In the 1945 statistics, the population was 810; 620 Muslims and 190 Christians and the total land area was 28,445 dunums. Of the land, 413 dunums were used for plantations and irrigable land, 15,813 for cereals, while a total of 131 dunums were classified as built-up land.

===1948, aftermath===
====1948 war====
First evacuated in April 1948 by Jewish forces, by June 1948, some of the inhabitants had returned. Permanently depopulated by Israeli troops in the summer of 1948, Sirin was then completely destroyed.

Benny Morris writes that Sirin was one of the first of approximately two dozen villages that were evacuated on Arab orders in April–May 1948 for "pre-invasion military reasons." However Ilan Pappe writes that the village had not been evacuated and that it expected that it "would be exempt from the fate of the nearby villages", due to its good connections with Jewish authorities, but that it was nonetheless occupied by Jewish troops on May 12, 1948, expelling the population and destroying the mosque, church and monastery.

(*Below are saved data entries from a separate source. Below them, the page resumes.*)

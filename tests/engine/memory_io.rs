//! Integration tests for the in-memory backend.

use tessera_engine::{
    EventReader, EventStore, EventWriter, MemoryArchive, MemoryReader, MemoryWriter, StoreConfig,
};
use tessera_foundation::Error;

use crate::fixtures::{registry, Hit, HitData};

/// Writes `count` events; event `i` holds `i + 1` hits.
fn archive_with_events(count: usize) -> MemoryArchive {
    let store = EventStore::new(registry());
    let hits = store.register::<Hit>("hits").unwrap();

    let mut writer = MemoryWriter::new();
    writer.register_for_write("hits");

    for event in 0..count {
        for i in 0..=event {
            hits.borrow_mut().create_with(HitData {
                cell: i as u64,
                charge: 1.0,
            });
        }
        store.parameters_mut().set_int("event", event as i64);
        writer.write_event(&store).unwrap();
        store.clear_collections();
    }
    writer.finish().unwrap();
    writer.into_archive()
}

#[test]
fn events_are_stored_in_order() {
    let archive = archive_with_events(3);
    assert_eq!(archive.event_count(), 3);
}

#[test]
fn a_reading_store_walks_all_events() {
    let mut reader = MemoryReader::new(archive_with_events(3), registry());
    reader.open("in-memory").unwrap();
    let store = EventStore::with_reader(registry(), Box::new(reader), StoreConfig::default());

    for event in 0..store.entry_count() {
        let hits = store.get::<Hit>("hits").unwrap();
        assert_eq!(hits.borrow().len(), event + 1);

        store.load_parameters();
        assert_eq!(store.parameters().int("event"), Some(event as i64));

        store.end_of_event();
    }
}

#[test]
fn missing_collections_read_as_none() {
    let mut reader = MemoryReader::new(archive_with_events(1), registry());
    reader.open("in-memory").unwrap();
    assert!(reader.read_collection("ghosts").unwrap().is_none());
}

#[test]
fn an_empty_archive_is_malformed_at_open() {
    let mut reader = MemoryReader::new(MemoryArchive::default(), registry());
    let err = reader.open("in-memory").unwrap_err();
    assert!(matches!(err, Error::MalformedInput(_)));
}

#[test]
fn the_id_table_travels_with_the_archive() {
    let archive = archive_with_events(1);
    let reader = MemoryReader::new(archive, registry());
    assert_eq!(reader.id_table().id_for("hits"), Some(1));
}
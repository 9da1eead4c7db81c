//! The event store: named collections plus cross-collection resolution.

use std::cell::{Ref, RefCell, RefMut};
use std::collections::{HashMap, HashSet};
use std::rc::Rc;
use std::sync::Arc;

use tracing::{debug, trace, warn};

use tessera_foundation::{CollectionIdTable, Error, ObjectId, Result};
use tessera_storage::{
    AnyRecord, Collection, CollectionHandle, CollectionOps, RecordType, RefProvider,
    SharedCollection, TypeRegistry,
};

use crate::config::StoreConfig;
use crate::io::EventReader;
use crate::parameters::EventParameters;

/// Insertion-ordered name -> collection map.
#[derive(Default)]
struct CollectionMap {
    ordered: Vec<(String, SharedCollection)>,
    by_name: HashMap<String, usize>,
}

impl CollectionMap {
    fn lookup(&self, name: &str) -> Option<SharedCollection> {
        self.by_name
            .get(name)
            .map(|&index| Rc::clone(&self.ordered[index].1))
    }

    fn insert(&mut self, name: &str, coll: &SharedCollection) {
        let index = self.ordered.len();
        self.ordered.push((name.to_owned(), Rc::clone(coll)));
        self.by_name.insert(name.to_owned(), index);
    }

    /// Swaps the collection under an existing name, keeping its position.
    fn replace(&mut self, name: &str, coll: &SharedCollection) {
        if let Some(&index) = self.by_name.get(name) {
            self.ordered[index].1 = Rc::clone(coll);
        } else {
            self.insert(name, coll);
        }
    }
}

/// Per-event registry of named collections plus the reference resolver.
///
/// One store processes one event (or one slot's stream of events) at a time;
/// the type is deliberately not `Send`. The only state shared across slots
/// is the id table and the (read-only) type registry.
///
/// Retrieval through [`EventStore::get`] lazily reads collections from the
/// attached reader and resolves their cross-collection references. A
/// per-event retrieved-ids set guards the resolution: an id is marked seen
/// *before* its collection is fetched and resolved, so when resolution
/// re-enters `get` for the same id (directly for a self-referencing type, or
/// transitively around a cycle), the re-entrant call returns the collection
/// without resolving it again. Every collection is resolved at most once per
/// event and cyclic reference graphs terminate.
pub struct EventStore {
    registry: Arc<TypeRegistry>,
    table: Arc<CollectionIdTable>,
    collections: RefCell<CollectionMap>,
    /// Per-event cache: collection id -> fully resolved collection.
    cache: RefCell<HashMap<u32, SharedCollection>>,
    /// Per-event recursion guard: ids retrieval has seen this event.
    retrieved: RefCell<HashSet<u32>>,
    parameters: RefCell<EventParameters>,
    config: StoreConfig,
    reader: Option<RefCell<Box<dyn EventReader>>>,
}

impl EventStore {
    /// Creates a store with no reader (the producing path).
    #[must_use]
    pub fn new(registry: Arc<TypeRegistry>) -> Self {
        Self::with_config(registry, StoreConfig::default())
    }

    /// Creates a readerless store with an explicit configuration.
    #[must_use]
    pub fn with_config(registry: Arc<TypeRegistry>, config: StoreConfig) -> Self {
        Self {
            registry,
            table: Arc::new(CollectionIdTable::new()),
            collections: RefCell::new(CollectionMap::default()),
            cache: RefCell::new(HashMap::new()),
            retrieved: RefCell::new(HashSet::new()),
            parameters: RefCell::new(EventParameters::new()),
            config,
            reader: None,
        }
    }

    /// Creates a store reading events through the given reader.
    ///
    /// The reader's id table becomes the store's, so ids persisted by the
    /// producing side keep their meaning.
    #[must_use]
    pub fn with_reader(
        registry: Arc<TypeRegistry>,
        reader: Box<dyn EventReader>,
        config: StoreConfig,
    ) -> Self {
        let table = reader.id_table();
        Self {
            registry,
            table,
            collections: RefCell::new(CollectionMap::default()),
            cache: RefCell::new(HashMap::new()),
            retrieved: RefCell::new(HashSet::new()),
            parameters: RefCell::new(EventParameters::new()),
            config,
            reader: Some(RefCell::new(reader)),
        }
    }

    /// The shared name/id table.
    #[must_use]
    pub fn id_table(&self) -> Arc<CollectionIdTable> {
        Arc::clone(&self.table)
    }

    /// The shared type registry.
    #[must_use]
    pub fn registry(&self) -> Arc<TypeRegistry> {
        Arc::clone(&self.registry)
    }

    /// Number of events the attached reader declares; 0 without a reader.
    #[must_use]
    pub fn entry_count(&self) -> usize {
        self.reader
            .as_ref()
            .map_or(0, |reader| reader.borrow().entry_count())
    }

    /// Read access to the current event's parameters.
    #[must_use]
    pub fn parameters(&self) -> Ref<'_, EventParameters> {
        self.parameters.borrow()
    }

    /// Write access to the current event's parameters.
    #[must_use]
    pub fn parameters_mut(&self) -> RefMut<'_, EventParameters> {
        self.parameters.borrow_mut()
    }

    /// Replaces the current parameters with the reader's, if any.
    pub fn load_parameters(&self) {
        if let Some(reader) = &self.reader {
            *self.parameters.borrow_mut() = reader.borrow_mut().read_parameters();
        }
    }

    /// Names of all owned collections, in registration order.
    #[must_use]
    pub fn collection_names(&self) -> Vec<String> {
        self.collections
            .borrow()
            .ordered
            .iter()
            .map(|(name, _)| name.clone())
            .collect()
    }

    /// Registers a new, empty collection of type `R` under a name.
    ///
    /// The collection receives its id from the table immediately.
    ///
    /// # Errors
    ///
    /// Returns [`Error::Internal`] if the name is already taken.
    pub fn register<R: RecordType>(&self, name: &str) -> Result<CollectionHandle<R>> {
        if self.collections.borrow().by_name.contains_key(name) {
            return Err(Error::internal(format!(
                "collection already registered: {name}"
            )));
        }
        let id = self.table.add(name);
        let shared = Collection::<R>::new().into_shared();
        shared.borrow_mut().set_collection_id(id);
        self.collections.borrow_mut().insert(name, &shared);
        debug!(collection = name, id, "collection registered");
        Ok(CollectionHandle::from_shared(shared).expect("freshly constructed collection"))
    }

    /// Typed retrieval through the resolving path.
    ///
    /// `None` covers the expected misses: unknown name, nothing readable,
    /// or a collection of a different record type.
    #[must_use]
    pub fn get<R: RecordType>(&self, name: &str) -> Option<CollectionHandle<R>> {
        self.get_any(name).and_then(CollectionHandle::from_shared)
    }

    /// Untyped retrieval through the resolving path.
    #[must_use]
    pub fn get_any(&self, name: &str) -> Option<SharedCollection> {
        self.try_get(name).ok().flatten()
    }

    /// Retrieval that surfaces strict-mode resolution failures.
    ///
    /// `Ok(None)` is the expected miss; `Err` carries backend damage or,
    /// under [`StoreConfig::strict_resolution`], the first reference that
    /// could not be resolved.
    ///
    /// # Errors
    ///
    /// See above.
    pub fn try_get(&self, name: &str) -> Result<Option<SharedCollection>> {
        // O(1) path: already resolved this event.
        if let Some(id) = self.table.id_for(name) {
            if let Some(coll) = self.cache.borrow().get(&id) {
                return Ok(Some(Rc::clone(coll)));
            }
        }

        let id = self.table.add(name);
        // The guard is taken before anything is fetched or resolved, so a
        // cyclic reference graph re-enters the skip branch below instead of
        // recursing without bound.
        let first_retrieval = self.retrieved.borrow_mut().insert(id);

        let Some(coll) = self.fetch(name)? else {
            return Ok(None);
        };

        if first_retrieval {
            {
                let mut ops = coll.borrow_mut();
                if ops.is_valid() {
                    if ops.collection_id() != id {
                        ops.set_collection_id(id);
                    }
                } else {
                    ops.set_collection_id(id);
                    ops.prepare_after_read();
                }
            }
            let resolved = coll.borrow().set_references(self);
            if !resolved {
                let missing = coll.borrow().unresolved_ids();
                if self.config.strict_resolution {
                    let first = missing.first().copied().unwrap_or(ObjectId::INVALID);
                    return Err(Error::unresolvable(first));
                }
                warn!(
                    collection = name,
                    missing = missing.len(),
                    "references left unresolved"
                );
            }
            self.cache.borrow_mut().insert(id, Rc::clone(&coll));
        } else {
            // Re-entrant retrieval: the in-flight outer call owns the
            // resolution of this collection and will complete it itself.
            trace!(collection = name, "re-entrant retrieval, resolution skipped");
        }

        Ok(Some(coll))
    }

    /// Finds the collection in the owned map, else reads it from the
    /// backend and takes ownership of it.
    ///
    /// An owned collection left invalid by `clear_collections` is treated
    /// as consumed: with a reader attached, the current event's content is
    /// read afresh and replaces it; without one, the producer gets the
    /// cleared collection back to refill.
    fn fetch(&self, name: &str) -> Result<Option<SharedCollection>> {
        let owned = self.collections.borrow().lookup(name);
        if let Some(coll) = &owned {
            if coll.borrow().is_valid() || self.reader.is_none() {
                return Ok(Some(Rc::clone(coll)));
            }
        }
        let Some(reader) = &self.reader else {
            return Ok(None);
        };
        let Some(read) = reader.borrow_mut().read_collection(name)? else {
            // Nothing persisted under this name; a producer-made collection
            // (cleared at end of event) is handed back to refill.
            return Ok(owned);
        };
        debug!(collection = name, "collection read from backend");
        // Registered before resolution so a self-referencing collection
        // finds itself through the re-entrant path.
        if owned.is_some() {
            self.collections.borrow_mut().replace(name, &read);
        } else {
            self.collections.borrow_mut().insert(name, &read);
        }
        Ok(Some(read))
    }

    /// Ends the current event: clears record content of every owned
    /// collection, the per-event cache, the recursion guard, and the event
    /// parameters. Name/id registrations persist, so a collection is
    /// re-creatable under the same name and id next event.
    pub fn clear_collections(&self) {
        for (_, coll) in &self.collections.borrow().ordered {
            coll.borrow_mut().clear();
        }
        self.cache.borrow_mut().clear();
        self.retrieved.borrow_mut().clear();
        self.parameters.borrow_mut().clear();
    }

    /// Additionally destroys and forgets all collections; used when
    /// switching between input files or runs.
    pub fn clear(&self) {
        self.clear_collections();
        let mut map = self.collections.borrow_mut();
        map.ordered.clear();
        map.by_name.clear();
    }

    /// Advances past the current event on both the store and its reader.
    pub fn end_of_event(&self) {
        self.clear_collections();
        if let Some(reader) = &self.reader {
            reader.borrow_mut().end_of_event();
        }
    }
}

impl RefProvider for EventStore {
    /// Resolves a stored id to a live handle, loading the owning collection
    /// on demand through the guarded retrieval path.
    fn record_at(&self, id: ObjectId) -> Option<AnyRecord> {
        if !id.is_tracked() {
            return None;
        }
        // Fast path: the owning collection is already cached this event.
        let cached = self.cache.borrow().get(&id.collection_id).map(Rc::clone);
        let coll = match cached {
            Some(coll) => coll,
            None => {
                let name = self.table.name_for(id.collection_id)?;
                trace!(collection = %name, "loading reference target");
                self.try_get(&name).ok().flatten()?
            }
        };
        let index = usize::try_from(id.index).ok()?;
        let handle = coll.borrow().handle_at(index);
        handle
    }
}

impl std::fmt::Debug for EventStore {
    fn fmt(&self, f: &mut std::fmt::Formatter<'_>) -> std::fmt::Result {
        f.debug_struct("EventStore")
            .field("collections", &self.collection_names())
            .field("registered_names", &self.table.len())
            .field("has_reader", &self.reader.is_some())
            .finish()
    }
}
//! Error types for the Tessera runtime.
//!
//! Uses `thiserror` for ergonomic error definition. Logic errors
//! ([`Error::AlreadyOwned`], [`Error::OutOfRange`]) propagate as `Err`
//! immediately; expected existence misses are reported as `Option`/`bool`
//! values by the APIs that produce them and only escalate to these kinds
//! when a caller decides absence is fatal.

use thiserror::Error;

use crate::id::ObjectId;

/// Convenience alias for results carrying a Tessera [`Error`].
pub type Result<T> = std::result::Result<T, Error>;

/// The error type for Tessera operations.
#[derive(Debug, Error)]
pub enum Error {
    /// A record was inserted into a collection while already owned by one.
    #[error("record already owned: {0:?}")]
    AlreadyOwned(ObjectId),

    /// A named collection is not registered and not readable.
    #[error("collection not found: {0}")]
    NotFound(String),

    /// Bounds-checked indexed access failed.
    #[error("index out of bounds: {index} (length {len})")]
    OutOfRange {
        /// The index that was accessed.
        index: usize,
        /// The actual number of entries.
        len: usize,
    },

    /// A stored reference could not be resolved to a live record.
    #[error("unresolvable reference: {0:?}")]
    UnresolvableReference(ObjectId),

    /// Input from a backend is structurally unusable.
    #[error("malformed input: {0}")]
    MalformedInput(String),

    /// Buffer encoding failed in a backend.
    #[error("encode error: {0}")]
    Encode(String),

    /// Buffer decoding failed in a backend.
    #[error("decode error: {0}")]
    Decode(String),

    /// A record type declares no member with the given name.
    #[error("unknown member: {0}")]
    UnknownMember(String),

    /// Internal error (should not happen).
    #[error("internal error: {0}")]
    Internal(String),
}

impl Error {
    /// Creates an already-owned error for a record id.
    #[must_use]
    pub fn already_owned(id: ObjectId) -> Self {
        Self::AlreadyOwned(id)
    }

    /// Creates a not-found error for a collection name.
    #[must_use]
    pub fn not_found(name: impl Into<String>) -> Self {
        Self::NotFound(name.into())
    }

    /// Creates an out-of-range error.
    #[must_use]
    pub fn out_of_range(index: usize, len: usize) -> Self {
        Self::OutOfRange { index, len }
    }

    /// Creates an unresolvable-reference error.
    #[must_use]
    pub fn unresolvable(id: ObjectId) -> Self {
        Self::UnresolvableReference(id)
    }

    /// Creates a malformed-input error.
    #[must_use]
    pub fn malformed(message: impl Into<String>) -> Self {
        Self::MalformedInput(message.into())
    }

    /// Creates an encode error from any displayable source.
    #[must_use]
    pub fn encode(source: impl std::fmt::Display) -> Self {
        Self::Encode(source.to_string())
    }

    /// Creates a decode error from any displayable source.
    #[must_use]
    pub fn decode(source: impl std::fmt::Display) -> Self {
        Self::Decode(source.to_string())
    }

    /// Creates an unknown-member error.
    #[must_use]
    pub fn unknown_member(name: impl Into<String>) -> Self {
        Self::UnknownMember(name.into())
    }

    /// Creates an internal error.
    #[must_use]
    pub fn internal(message: impl Into<String>) -> Self {
        Self::Internal(message.into())
    }
}
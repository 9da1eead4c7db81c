//! In-memory reference backend.
//!
//! Round-trips collections through their encoded buffer images, exactly the
//! way a columnar file backend would, minus the file. Serves as the test
//! backend and as the reference for the logical persisted layout.

use std::collections::HashMap;
use std::sync::Arc;

use tracing::debug;

use tessera_foundation::{CollectionIdTable, Error, Result};
use tessera_storage::{CollectionOps, SharedCollection, TypeRegistry};

use crate::io::{EventReader, EventWriter};
use crate::parameters::EventParameters;
use crate::store::EventStore;

/// One persisted event: encoded buffers per collection name, plus the
/// event's parameters.
#[derive(Clone, Debug, Default)]
struct EventBlock {
    buffers: HashMap<String, Vec<u8>>,
    parameters: EventParameters,
}

/// Everything a writer produced: per-event blocks plus file-level metadata.
#[derive(Clone, Debug, Default)]
pub struct MemoryArchive {
    events: Vec<EventBlock>,
    /// Record type name per collection name.
    types: HashMap<String, String>,
    table: CollectionIdTable,
}

impl MemoryArchive {
    /// Number of events in the archive.
    #[must_use]
    pub fn event_count(&self) -> usize {
        self.events.len()
    }
}

/// Writer half of the in-memory backend.
#[derive(Default)]
pub struct MemoryWriter {
    registered: Vec<String>,
    archive: MemoryArchive,
}

impl MemoryWriter {
    /// Creates a writer with nothing registered.
    #[must_use]
    pub fn new() -> Self {
        Self::default()
    }

    /// Consumes the writer, returning the finished archive.
    #[must_use]
    pub fn into_archive(self) -> MemoryArchive {
        self.archive
    }
}

impl EventWriter for MemoryWriter {
    fn register_for_write(&mut self, name: &str) {
        if !self.registered.iter().any(|n| n == name) {
            self.registered.push(name.to_owned());
        }
    }

    fn write_event(&mut self, store: &EventStore) -> Result<()> {
        let mut block = EventBlock::default();
        for name in &self.registered {
            let coll = store
                .get_any(name)
                .ok_or_else(|| Error::not_found(name.clone()))?;
            let mut ops = coll.borrow_mut();
            ops.prepare_for_write();
            let bytes = ops.encode_buffers()?;
            debug!(collection = %name, bytes = bytes.len(), "collection encoded");
            self.archive
                .types
                .entry(name.clone())
                .or_insert_with(|| ops.type_name().to_owned());
            block.buffers.insert(name.clone(), bytes);
        }
        block.parameters = store.parameters().clone();
        self.archive.table = (*store.id_table()).clone();
        self.archive.events.push(block);
        Ok(())
    }
}

/// Reader half of the in-memory backend.
pub struct MemoryReader {
    archive: MemoryArchive,
    registry: Arc<TypeRegistry>,
    table: Arc<CollectionIdTable>,
    current: usize,
}

impl MemoryReader {
    /// Creates a reader over a finished archive.
    #[must_use]
    pub fn new(archive: MemoryArchive, registry: Arc<TypeRegistry>) -> Self {
        let table = Arc::new(archive.table.clone());
        Self {
            archive,
            registry,
            table,
            current: 0,
        }
    }

    /// Index of the current event.
    #[must_use]
    pub fn current_event(&self) -> usize {
        self.current
    }
}

impl EventReader for MemoryReader {
    fn open(&mut self, _source: &str) -> Result<()> {
        if self.archive.events.is_empty() {
            return Err(Error::malformed("archive declares zero events"));
        }
        self.current = 0;
        Ok(())
    }

    fn close(&mut self) {}

    fn entry_count(&self) -> usize {
        self.archive.events.len()
    }

    fn read_collection(&mut self, name: &str) -> Result<Option<SharedCollection>> {
        let Some(block) = self.archive.events.get(self.current) else {
            return Err(Error::malformed(format!(
                "event {} out of range ({} available)",
                self.current,
                self.archive.events.len()
            )));
        };
        let Some(bytes) = block.buffers.get(name) else {
            return Ok(None);
        };
        let type_name = self.archive.types.get(name).ok_or_else(|| {
            Error::malformed(format!("no record type recorded for collection '{name}'"))
        })?;
        debug!(collection = %name, record_type = %type_name, "decoding collection");
        self.registry.decode(type_name, bytes).map(Some)
    }

    fn id_table(&self) -> Arc<CollectionIdTable> {
        Arc::clone(&self.table)
    }

    fn read_parameters(&mut self) -> EventParameters {
        self.archive
            .events
            .get(self.current)
            .map(|block| block.parameters.clone())
            .unwrap_or_default()
    }

    fn end_of_event(&mut self) {
        self.current += 1;
    }
}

When Israeli troops entered Sirin in June 1948, they that about 100 inhabitants had returned. After checking their IDs and searching for weapons (finding only some knives), the troops left the village. A report from the battalion's intelligence officer recommended, "the Arabs should be ejected from the area, the young men should be arrested, and the crops confiscated ..." Sirin, along with the villages of Hadatha, 'Ulam, and Ma'dhar, were all ethnically cleansed by Israeli troops in the summer of 1948.

====Remains (1990s)====
Walid Khalidi described all that was left of the village structures of Sirin in 1992: "The cemetery and one house (which serves as a storage room for straw) are all that remain of Sirin. Stone rubble surrounded by clusters of cactuses can be seen on the site. The site itself is used as a stockyard for cattle. The spring in the middle of the site is covered with a stone structure. Some of the land around the village is planted in cotton."

In 1994, Andrew Petersen visited Sirin and inspected the ruins of a Crusader tower.